• EXERCISE INPUTS:

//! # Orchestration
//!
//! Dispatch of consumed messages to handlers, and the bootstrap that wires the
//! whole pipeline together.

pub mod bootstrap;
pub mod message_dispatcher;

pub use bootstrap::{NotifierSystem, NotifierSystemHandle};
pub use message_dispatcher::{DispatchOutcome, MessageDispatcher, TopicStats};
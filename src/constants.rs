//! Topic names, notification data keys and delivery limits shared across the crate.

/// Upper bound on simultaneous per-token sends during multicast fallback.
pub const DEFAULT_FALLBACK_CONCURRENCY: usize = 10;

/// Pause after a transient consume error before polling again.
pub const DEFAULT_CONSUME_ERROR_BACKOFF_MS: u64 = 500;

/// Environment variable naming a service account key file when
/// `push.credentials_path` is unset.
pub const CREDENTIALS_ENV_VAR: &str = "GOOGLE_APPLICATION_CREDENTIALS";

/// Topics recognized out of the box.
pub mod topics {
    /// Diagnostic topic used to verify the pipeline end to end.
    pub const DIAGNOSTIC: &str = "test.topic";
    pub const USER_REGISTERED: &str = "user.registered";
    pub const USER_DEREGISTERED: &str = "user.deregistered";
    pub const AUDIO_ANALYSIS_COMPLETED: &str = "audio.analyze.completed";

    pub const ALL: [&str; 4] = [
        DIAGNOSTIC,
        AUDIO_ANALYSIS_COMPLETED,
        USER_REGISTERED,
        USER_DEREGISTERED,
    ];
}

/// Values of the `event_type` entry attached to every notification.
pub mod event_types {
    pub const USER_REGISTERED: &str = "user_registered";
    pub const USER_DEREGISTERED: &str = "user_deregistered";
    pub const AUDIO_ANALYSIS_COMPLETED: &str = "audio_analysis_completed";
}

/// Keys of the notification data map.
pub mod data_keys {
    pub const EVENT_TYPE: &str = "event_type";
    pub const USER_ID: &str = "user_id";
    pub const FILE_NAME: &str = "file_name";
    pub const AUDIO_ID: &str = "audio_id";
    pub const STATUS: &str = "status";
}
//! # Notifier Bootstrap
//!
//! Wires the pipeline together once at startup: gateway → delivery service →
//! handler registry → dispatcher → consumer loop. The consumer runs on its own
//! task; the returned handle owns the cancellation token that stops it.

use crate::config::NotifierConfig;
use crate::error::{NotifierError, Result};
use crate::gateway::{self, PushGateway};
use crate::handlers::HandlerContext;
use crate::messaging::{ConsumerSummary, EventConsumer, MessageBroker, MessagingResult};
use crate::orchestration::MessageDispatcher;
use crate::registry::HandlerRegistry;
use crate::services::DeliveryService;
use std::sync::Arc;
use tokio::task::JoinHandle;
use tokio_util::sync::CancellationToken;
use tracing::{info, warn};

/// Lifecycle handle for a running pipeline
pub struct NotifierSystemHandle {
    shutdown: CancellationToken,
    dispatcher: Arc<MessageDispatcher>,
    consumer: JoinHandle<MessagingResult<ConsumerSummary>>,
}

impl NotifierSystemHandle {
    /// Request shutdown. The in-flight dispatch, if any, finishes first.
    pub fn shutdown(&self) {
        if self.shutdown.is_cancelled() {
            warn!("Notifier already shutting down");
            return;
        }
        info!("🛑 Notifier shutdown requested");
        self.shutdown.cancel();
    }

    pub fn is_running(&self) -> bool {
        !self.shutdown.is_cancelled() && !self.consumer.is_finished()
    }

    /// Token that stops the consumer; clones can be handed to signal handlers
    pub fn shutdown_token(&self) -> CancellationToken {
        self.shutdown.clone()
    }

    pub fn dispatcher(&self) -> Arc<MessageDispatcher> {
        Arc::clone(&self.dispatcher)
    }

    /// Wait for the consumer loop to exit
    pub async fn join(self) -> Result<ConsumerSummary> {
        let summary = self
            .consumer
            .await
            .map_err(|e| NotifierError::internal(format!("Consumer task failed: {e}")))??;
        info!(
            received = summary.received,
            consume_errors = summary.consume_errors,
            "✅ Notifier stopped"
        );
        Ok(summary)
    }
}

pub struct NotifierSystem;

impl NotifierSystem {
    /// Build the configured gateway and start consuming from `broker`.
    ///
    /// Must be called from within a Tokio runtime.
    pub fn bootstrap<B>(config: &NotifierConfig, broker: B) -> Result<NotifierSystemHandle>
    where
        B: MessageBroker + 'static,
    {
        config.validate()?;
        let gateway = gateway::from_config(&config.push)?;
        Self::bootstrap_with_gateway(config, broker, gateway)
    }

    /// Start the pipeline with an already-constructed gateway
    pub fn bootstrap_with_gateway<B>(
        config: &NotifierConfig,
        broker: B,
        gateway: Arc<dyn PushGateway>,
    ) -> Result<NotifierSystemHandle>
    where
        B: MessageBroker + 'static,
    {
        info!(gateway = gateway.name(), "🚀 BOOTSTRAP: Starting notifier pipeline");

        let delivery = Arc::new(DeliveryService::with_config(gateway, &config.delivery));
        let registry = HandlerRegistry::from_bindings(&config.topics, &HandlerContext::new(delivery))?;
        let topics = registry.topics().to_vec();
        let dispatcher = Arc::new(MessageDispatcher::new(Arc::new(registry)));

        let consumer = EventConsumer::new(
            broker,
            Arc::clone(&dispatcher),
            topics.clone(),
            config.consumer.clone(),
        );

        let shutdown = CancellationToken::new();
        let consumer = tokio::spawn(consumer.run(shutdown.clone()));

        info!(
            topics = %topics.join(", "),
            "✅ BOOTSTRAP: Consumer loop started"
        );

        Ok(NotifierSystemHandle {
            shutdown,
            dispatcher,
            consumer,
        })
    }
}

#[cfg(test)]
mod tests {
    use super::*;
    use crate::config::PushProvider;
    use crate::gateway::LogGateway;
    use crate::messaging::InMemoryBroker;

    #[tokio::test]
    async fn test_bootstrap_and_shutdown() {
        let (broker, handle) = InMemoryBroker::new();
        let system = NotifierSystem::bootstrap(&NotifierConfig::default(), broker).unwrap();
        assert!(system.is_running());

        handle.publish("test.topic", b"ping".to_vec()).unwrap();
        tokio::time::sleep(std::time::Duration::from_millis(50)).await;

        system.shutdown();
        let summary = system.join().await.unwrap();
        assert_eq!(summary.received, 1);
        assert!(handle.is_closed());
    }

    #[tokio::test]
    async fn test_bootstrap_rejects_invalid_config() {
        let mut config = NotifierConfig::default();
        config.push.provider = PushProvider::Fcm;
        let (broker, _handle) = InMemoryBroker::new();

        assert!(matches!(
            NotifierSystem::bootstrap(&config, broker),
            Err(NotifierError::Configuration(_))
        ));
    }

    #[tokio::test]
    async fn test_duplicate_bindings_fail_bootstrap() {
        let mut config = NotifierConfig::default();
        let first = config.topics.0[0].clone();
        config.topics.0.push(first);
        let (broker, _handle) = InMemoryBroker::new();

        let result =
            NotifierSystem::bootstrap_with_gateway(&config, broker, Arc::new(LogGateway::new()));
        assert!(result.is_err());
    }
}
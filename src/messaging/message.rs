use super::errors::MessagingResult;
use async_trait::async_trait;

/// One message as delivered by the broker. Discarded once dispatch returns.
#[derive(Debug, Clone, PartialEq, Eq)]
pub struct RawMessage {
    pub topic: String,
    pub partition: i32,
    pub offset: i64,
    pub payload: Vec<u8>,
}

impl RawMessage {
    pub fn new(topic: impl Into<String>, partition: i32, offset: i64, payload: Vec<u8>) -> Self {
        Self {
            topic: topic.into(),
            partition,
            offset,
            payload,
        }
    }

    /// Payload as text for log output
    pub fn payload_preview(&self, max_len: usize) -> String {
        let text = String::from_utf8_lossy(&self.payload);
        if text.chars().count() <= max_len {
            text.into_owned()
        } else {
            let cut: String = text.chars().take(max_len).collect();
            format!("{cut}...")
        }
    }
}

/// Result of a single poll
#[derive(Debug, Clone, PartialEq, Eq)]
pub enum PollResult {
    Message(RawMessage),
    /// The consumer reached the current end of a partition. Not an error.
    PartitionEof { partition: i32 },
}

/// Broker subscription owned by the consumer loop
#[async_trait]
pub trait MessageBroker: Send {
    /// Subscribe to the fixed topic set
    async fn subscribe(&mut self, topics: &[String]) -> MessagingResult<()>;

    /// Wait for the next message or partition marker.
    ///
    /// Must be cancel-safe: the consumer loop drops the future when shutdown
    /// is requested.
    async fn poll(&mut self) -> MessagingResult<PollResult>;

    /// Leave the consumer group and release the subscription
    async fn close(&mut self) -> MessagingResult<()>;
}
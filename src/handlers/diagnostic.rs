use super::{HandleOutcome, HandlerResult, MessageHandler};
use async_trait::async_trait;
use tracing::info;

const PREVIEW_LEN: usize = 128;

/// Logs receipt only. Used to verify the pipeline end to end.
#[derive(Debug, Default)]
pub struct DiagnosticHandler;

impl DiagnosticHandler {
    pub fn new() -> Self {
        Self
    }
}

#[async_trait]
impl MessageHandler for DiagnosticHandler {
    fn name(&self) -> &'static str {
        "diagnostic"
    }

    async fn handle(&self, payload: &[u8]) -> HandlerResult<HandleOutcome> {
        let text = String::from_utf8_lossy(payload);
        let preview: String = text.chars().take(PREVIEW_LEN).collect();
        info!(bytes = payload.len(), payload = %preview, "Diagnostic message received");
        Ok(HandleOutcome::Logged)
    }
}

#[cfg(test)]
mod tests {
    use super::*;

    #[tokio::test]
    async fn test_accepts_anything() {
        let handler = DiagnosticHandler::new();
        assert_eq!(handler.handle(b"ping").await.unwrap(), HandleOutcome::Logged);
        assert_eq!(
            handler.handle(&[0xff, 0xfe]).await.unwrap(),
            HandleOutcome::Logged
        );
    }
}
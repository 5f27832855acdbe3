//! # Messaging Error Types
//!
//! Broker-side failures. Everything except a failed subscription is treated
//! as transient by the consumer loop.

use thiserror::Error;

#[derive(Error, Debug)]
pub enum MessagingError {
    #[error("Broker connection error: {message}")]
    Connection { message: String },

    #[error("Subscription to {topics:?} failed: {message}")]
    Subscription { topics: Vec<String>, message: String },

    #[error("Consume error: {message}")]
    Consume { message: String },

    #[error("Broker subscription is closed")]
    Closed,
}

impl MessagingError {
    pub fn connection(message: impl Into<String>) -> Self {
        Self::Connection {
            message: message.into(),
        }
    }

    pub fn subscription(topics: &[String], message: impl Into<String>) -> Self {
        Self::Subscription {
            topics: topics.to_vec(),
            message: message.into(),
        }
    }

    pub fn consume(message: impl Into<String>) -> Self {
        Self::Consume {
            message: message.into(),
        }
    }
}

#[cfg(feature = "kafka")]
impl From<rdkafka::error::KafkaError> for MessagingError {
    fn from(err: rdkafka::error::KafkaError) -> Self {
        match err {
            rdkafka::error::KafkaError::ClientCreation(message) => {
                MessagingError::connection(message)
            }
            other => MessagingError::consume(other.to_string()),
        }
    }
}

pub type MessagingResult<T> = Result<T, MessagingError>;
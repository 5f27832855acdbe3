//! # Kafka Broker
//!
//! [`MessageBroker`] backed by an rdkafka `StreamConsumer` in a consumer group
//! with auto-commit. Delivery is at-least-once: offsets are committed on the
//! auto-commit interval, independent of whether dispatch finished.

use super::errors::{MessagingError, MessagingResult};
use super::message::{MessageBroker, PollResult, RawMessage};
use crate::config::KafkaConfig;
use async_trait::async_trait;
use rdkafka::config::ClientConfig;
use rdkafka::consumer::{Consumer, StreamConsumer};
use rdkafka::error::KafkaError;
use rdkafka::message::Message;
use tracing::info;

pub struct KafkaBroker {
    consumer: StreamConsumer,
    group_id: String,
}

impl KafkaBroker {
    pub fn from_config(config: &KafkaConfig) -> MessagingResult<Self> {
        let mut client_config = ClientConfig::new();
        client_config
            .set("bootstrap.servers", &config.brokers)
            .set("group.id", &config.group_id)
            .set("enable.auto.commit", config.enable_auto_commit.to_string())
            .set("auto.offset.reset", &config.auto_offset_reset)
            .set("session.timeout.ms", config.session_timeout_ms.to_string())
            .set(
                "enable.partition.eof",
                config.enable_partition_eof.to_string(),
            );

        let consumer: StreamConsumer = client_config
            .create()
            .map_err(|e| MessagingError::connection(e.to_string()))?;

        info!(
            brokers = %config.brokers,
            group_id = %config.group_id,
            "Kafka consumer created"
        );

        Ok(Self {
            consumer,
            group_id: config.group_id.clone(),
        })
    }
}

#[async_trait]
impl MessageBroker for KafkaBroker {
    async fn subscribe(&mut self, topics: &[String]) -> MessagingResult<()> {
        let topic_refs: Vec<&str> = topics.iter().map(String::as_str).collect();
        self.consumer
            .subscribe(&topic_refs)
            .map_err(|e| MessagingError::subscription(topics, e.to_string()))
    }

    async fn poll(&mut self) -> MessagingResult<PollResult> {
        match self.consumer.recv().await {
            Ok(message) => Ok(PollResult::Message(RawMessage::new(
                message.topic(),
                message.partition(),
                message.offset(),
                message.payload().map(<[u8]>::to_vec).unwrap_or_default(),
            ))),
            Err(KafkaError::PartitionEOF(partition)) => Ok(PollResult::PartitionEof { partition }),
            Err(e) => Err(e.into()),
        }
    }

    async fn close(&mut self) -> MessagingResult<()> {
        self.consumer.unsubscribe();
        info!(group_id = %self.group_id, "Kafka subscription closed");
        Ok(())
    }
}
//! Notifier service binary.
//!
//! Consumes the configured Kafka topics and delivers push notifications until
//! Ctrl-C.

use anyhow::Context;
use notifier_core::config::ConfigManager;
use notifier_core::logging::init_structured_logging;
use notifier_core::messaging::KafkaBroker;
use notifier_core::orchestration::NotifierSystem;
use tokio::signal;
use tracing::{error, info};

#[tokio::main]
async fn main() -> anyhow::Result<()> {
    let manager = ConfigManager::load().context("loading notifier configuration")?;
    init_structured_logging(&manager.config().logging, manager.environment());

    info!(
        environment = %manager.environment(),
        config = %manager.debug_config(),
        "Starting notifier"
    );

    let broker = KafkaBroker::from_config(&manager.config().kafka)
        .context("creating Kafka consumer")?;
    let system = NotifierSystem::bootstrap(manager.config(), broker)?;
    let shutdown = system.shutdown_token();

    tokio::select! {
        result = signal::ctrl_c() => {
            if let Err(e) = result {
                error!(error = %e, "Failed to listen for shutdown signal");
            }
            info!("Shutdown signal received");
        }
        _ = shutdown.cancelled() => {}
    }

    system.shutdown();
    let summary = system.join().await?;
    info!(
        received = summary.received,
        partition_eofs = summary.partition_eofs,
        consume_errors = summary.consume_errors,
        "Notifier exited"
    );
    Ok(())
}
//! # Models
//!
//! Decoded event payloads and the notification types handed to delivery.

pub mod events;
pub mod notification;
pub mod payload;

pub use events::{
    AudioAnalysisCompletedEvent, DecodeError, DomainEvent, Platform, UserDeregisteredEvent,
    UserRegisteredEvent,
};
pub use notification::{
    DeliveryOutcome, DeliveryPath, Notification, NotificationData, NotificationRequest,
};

* * *

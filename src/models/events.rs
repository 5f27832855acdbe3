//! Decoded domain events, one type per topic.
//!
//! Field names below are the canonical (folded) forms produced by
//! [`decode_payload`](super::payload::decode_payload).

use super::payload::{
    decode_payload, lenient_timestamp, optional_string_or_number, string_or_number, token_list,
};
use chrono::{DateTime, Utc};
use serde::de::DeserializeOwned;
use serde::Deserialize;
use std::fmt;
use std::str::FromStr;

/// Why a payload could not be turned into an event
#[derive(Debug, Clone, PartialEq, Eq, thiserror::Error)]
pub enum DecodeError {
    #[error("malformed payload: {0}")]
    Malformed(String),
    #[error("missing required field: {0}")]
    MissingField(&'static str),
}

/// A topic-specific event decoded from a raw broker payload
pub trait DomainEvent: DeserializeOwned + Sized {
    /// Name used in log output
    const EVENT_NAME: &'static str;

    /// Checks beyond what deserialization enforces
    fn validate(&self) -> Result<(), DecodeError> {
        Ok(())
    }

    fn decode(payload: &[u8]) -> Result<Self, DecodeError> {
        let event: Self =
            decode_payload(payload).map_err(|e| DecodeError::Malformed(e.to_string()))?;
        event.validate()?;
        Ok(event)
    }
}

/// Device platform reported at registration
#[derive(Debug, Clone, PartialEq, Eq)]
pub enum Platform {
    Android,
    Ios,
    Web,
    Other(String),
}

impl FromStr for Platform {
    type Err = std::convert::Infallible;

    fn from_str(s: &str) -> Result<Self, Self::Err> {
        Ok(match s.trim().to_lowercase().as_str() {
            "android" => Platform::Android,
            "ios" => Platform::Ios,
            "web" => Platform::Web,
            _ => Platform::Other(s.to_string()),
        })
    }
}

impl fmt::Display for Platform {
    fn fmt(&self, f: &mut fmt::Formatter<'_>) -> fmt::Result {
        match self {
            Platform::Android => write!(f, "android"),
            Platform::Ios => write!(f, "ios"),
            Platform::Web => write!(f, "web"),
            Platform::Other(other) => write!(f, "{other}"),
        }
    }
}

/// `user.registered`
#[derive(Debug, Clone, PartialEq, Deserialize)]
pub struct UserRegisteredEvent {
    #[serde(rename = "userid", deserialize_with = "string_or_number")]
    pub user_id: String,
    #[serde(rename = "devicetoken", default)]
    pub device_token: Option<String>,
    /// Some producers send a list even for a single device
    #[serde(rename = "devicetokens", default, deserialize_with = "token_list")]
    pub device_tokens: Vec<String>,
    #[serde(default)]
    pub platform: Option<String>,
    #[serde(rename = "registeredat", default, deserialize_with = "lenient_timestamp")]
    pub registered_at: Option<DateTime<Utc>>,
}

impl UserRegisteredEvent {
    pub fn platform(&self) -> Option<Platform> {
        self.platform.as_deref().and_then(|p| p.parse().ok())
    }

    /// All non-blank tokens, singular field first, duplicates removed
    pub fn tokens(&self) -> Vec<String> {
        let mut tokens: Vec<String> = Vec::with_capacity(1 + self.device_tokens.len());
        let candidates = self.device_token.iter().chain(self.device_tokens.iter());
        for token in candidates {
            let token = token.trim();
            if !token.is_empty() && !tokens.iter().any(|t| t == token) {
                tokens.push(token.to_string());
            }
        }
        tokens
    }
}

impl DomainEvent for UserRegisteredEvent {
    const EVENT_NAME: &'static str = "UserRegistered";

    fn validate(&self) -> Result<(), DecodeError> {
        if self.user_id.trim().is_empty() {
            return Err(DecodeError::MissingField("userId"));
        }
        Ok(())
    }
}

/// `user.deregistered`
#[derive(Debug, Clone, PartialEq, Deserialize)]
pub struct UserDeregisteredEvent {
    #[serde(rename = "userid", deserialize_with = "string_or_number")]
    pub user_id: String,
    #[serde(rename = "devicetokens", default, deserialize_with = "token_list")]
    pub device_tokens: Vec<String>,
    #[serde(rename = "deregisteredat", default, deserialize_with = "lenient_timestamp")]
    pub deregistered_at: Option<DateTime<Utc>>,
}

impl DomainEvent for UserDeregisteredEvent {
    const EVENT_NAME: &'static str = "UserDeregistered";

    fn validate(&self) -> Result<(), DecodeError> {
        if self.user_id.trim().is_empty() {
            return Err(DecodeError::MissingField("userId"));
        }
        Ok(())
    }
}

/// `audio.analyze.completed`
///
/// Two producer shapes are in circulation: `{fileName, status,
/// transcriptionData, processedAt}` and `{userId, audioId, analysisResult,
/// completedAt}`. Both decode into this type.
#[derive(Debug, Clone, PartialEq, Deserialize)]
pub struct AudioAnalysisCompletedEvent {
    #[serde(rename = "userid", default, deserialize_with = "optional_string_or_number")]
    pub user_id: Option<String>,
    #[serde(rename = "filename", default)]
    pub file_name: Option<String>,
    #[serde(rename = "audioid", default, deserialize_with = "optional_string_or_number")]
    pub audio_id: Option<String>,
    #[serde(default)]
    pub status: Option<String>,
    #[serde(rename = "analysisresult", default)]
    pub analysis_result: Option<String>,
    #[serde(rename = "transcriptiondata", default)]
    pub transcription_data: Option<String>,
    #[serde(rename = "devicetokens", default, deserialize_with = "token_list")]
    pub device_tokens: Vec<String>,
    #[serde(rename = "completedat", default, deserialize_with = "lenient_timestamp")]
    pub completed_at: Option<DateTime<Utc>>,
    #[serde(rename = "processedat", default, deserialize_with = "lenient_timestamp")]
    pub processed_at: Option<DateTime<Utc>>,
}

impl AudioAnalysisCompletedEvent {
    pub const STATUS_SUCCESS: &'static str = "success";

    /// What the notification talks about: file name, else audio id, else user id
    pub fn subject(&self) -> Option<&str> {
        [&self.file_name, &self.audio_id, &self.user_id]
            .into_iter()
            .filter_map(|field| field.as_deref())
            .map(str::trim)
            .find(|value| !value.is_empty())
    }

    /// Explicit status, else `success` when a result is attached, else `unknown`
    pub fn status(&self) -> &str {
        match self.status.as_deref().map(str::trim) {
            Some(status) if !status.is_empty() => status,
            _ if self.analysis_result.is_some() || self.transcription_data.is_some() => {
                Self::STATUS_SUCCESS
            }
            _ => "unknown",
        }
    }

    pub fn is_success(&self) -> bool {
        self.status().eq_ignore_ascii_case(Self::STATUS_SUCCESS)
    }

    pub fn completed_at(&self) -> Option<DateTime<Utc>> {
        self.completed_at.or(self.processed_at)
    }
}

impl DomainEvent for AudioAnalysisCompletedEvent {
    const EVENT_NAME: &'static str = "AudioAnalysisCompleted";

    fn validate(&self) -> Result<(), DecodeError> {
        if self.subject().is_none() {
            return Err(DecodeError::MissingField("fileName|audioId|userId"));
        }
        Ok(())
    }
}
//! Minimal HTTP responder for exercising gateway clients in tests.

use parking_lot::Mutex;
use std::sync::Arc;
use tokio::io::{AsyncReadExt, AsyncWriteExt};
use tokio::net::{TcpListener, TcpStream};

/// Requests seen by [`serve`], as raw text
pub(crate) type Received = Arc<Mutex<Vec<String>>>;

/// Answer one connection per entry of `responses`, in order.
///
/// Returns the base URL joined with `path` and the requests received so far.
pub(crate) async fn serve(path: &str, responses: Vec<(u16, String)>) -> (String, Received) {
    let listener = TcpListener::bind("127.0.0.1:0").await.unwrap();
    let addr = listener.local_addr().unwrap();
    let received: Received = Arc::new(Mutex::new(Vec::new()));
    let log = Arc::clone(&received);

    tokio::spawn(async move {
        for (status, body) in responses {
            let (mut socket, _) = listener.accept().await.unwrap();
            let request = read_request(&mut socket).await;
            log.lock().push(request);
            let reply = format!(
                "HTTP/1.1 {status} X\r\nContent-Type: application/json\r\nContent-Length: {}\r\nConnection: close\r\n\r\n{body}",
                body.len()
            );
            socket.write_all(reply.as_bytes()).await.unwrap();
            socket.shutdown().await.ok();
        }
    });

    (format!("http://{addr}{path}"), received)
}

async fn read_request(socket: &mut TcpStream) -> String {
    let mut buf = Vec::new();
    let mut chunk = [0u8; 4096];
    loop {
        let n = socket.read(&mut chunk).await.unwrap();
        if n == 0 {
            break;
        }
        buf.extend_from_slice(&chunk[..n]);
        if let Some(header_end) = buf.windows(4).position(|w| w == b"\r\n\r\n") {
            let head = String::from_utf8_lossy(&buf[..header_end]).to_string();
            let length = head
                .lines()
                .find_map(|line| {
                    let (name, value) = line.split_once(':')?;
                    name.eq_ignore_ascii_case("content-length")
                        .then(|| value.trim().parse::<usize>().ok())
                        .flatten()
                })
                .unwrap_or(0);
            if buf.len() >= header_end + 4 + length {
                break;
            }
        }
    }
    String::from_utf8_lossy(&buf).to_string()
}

• PROBLEM STATEMENT: Using the listing above, count the lines that contain the word "names" and state only that number.

• REPLY: 2